Postby Arvi » 2008-12-30, 20:46

tunguuz wrote:Even more. The intonation mostly carries no information in Estonian. You can ask questions or command to kill someone - the intonation will not betray your mood.


Here I don't agree. In estonian, intonation isn't required when the type of sententce is giving enough information about it (p.e. "Kas sa oled täna kodus?" - 'kas' idetifies the sentence as a question infallingly). But p.e. sentence "Sa lähed välja?/!/." can be pronounced as question, exclamation, or simple satement, and only way to differ is intonation and the voice rising/sinking . Moreover, the intonation can make same sentence accusing or despising.

I am not aware of any ready-made languages typology cross-tables, thus I'll describe, what are the real difficulties while learning Estonian. Estonian is a SVO language (subject-verb-object). Thus, the word order in your native language is the most important issue here. Provided it is SVO, too, you probably are on the safe side.


To make it more confusing, those basic components may be composed from several words or even contain partial sentences.

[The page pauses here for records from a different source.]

use std::fmt;

use serde::Serialize;

use snapgram_shared::types::{PostId, UserId};

/// The read operation a cache entry belongs to.
#[derive(Debug, Clone, Copy, PartialEq, Eq, Hash, PartialOrd, Ord, Serialize)]
#[serde(rename_all = "kebab-case")]
pub enum QueryTag {
    CurrentUser,
    Users,
    UserById,
    UserPosts,
    RecentPosts,
    InfinitePosts,
    PostById,
    PostDetails,
    SearchPosts,
    SavedPosts,
}

impl QueryTag {
    pub const ALL: [QueryTag; 10] = [
        QueryTag::CurrentUser,
        QueryTag::Users,
        QueryTag::UserById,
        QueryTag::UserPosts,
        QueryTag::RecentPosts,
        QueryTag::InfinitePosts,
        QueryTag::PostById,
        QueryTag::PostDetails,
        QueryTag::SearchPosts,
        QueryTag::SavedPosts,
    ];

    pub fn as_str(&self) -> &'static str {
        match self {
            QueryTag::CurrentUser => "current-user",
            QueryTag::Users => "users",
            QueryTag::UserById => "user-by-id",
            QueryTag::UserPosts => "user-posts",
            QueryTag::RecentPosts => "recent-posts",
            QueryTag::InfinitePosts => "infinite-posts",
            QueryTag::PostById => "post-by-id",
            QueryTag::PostDetails => "post-details",
            QueryTag::SearchPosts => "search-posts",
            QueryTag::SavedPosts => "saved-posts",
        }
    }
}

impl fmt::Display for QueryTag {
    fn fmt(&self, f: &mut fmt::Formatter<'_>) -> fmt::Result {
        f.write_str(self.as_str())
    }
}

/// Cache key: the operation tag plus its parameters.
///
/// A key with fewer parameters acts as a prefix when invalidating, so
/// `QueryKey::tag(QueryTag::PostById)` covers every cached post.
#[derive(Debug, Clone, PartialEq, Eq, Hash, Serialize)]
pub struct QueryKey {
    tag: QueryTag,
    params: Vec<String>,
}

impl QueryKey {
    pub fn tag(tag: QueryTag) -> Self {
        Self {
            tag,
            params: Vec::new(),
        }
    }

    pub fn with_param(tag: QueryTag, param: impl Into<String>) -> Self {
        Self {
            tag,
            params: vec![param.into()],
        }
    }

    pub fn current_user() -> Self {
        Self::tag(QueryTag::CurrentUser)
    }

    pub fn users(limit: Option<u32>) -> Self {
        match limit {
            Some(limit) => Self::with_param(QueryTag::Users, limit.to_string()),
            None => Self::tag(QueryTag::Users),
        }
    }

    pub fn user_by_id(id: &UserId) -> Self {
        Self::with_param(QueryTag::UserById, id.as_str())
    }

    pub fn user_posts(id: &UserId) -> Self {
        Self::with_param(QueryTag::UserPosts, id.as_str())
    }

    pub fn recent_posts() -> Self {
        Self::tag(QueryTag::RecentPosts)
    }

    pub fn infinite_posts() -> Self {
        Self::tag(QueryTag::InfinitePosts)
    }

    pub fn post_by_id(id: &PostId) -> Self {
        Self::with_param(QueryTag::PostById, id.as_str())
    }

    pub fn post_details(id: &PostId) -> Self {
        Self::with_param(QueryTag::PostDetails, id.as_str())
    }

    pub fn search_posts(term: &str) -> Self {
        Self::with_param(QueryTag::SearchPosts, term)
    }

    pub fn saved_posts(user: &UserId) -> Self {
        Self::with_param(QueryTag::SavedPosts, user.as_str())
    }

    pub fn query_tag(&self) -> QueryTag {
        self.tag
    }

    pub fn params(&self) -> &[String] {
        &self.params
    }

    /// A query with an empty parameter never fetches.
    pub fn is_enabled(&self) -> bool {
        self.params.iter().all(|p| !p.trim().is_empty())
    }

    /// Whether `self` is covered by `prefix` (same tag, leading params equal).
    pub fn starts_with(&self, prefix: &QueryKey) -> bool {
        self.tag == prefix.tag && self.params.starts_with(&prefix.params)
    }
}

impl fmt::Display for QueryKey {
    fn fmt(&self, f: &mut fmt::Formatter<'_>) -> fmt::Result {
        f.write_str(self.tag.as_str())?;
        for param in &self.params {
            write!(f, "/{param}")?;
        }
        Ok(())
    }
}

#[cfg(test)]
mod tests {
    use super::*;

    #[test]
    fn prefix_matching() {
        let p1 = QueryKey::post_by_id(&PostId::from("p1"));
        assert!(p1.starts_with(&QueryKey::tag(QueryTag::PostById)));
        assert!(p1.starts_with(&p1));
        assert!(!p1.starts_with(&QueryKey::post_by_id(&PostId::from("p2"))));
        assert!(!p1.starts_with(&QueryKey::tag(QueryTag::PostDetails)));
    }

    #[test]
    fn empty_params_disable() {
        assert!(!QueryKey::search_posts("").is_enabled());
        assert!(!QueryKey::post_by_id(&PostId::default()).is_enabled());
        assert!(QueryKey::recent_posts().is_enabled());
    }

    #[test]
    fn display() {
        assert_eq!(
            QueryKey::user_posts(&UserId::from("u1")).to_string(),
            "user-posts/u1"
        );
        assert_eq!(QueryKey::current_user().to_string(), "current-user");
    }
}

And sometimes some of them may be missing. And generally you can guite freely change the order of them, but you can't mix words from different basic components.

And please note - Russians are Indo-Europeans. They estimate Fenno-Ugric languages the second hard thing to learn despite the similar or known alphabet and similar SVO order.


And at same time Russian has borrowed a lot from fenno-ugric languages :whistle:

3. WYSIWYG - What you see is what you get. Except a very small quantity of well known exceptions, the Estonian is written exactly as pronounced.


OK. You have to take it with a grain of salt :) There are palatization and 3. välde.

Characteristic to Fenno-Ugric languages, the Future times are completely missing. There is even no such concept as the Future.


Myself beeing completly ignorant about official grammatic (at my schooltime I was able to learn exactly one grammatic rule :whistle: , and the only time I did obey my teacher and tried to write an exercise following grammatic rules I managed to make mor errors as in rest of my schooltime summarily :lol: ), I have always felt that those German sholars who tried to write first Estonian grammatics, did completly mess up with it. It will make a lot more of sense to assume, that we have Future, and no Present at all.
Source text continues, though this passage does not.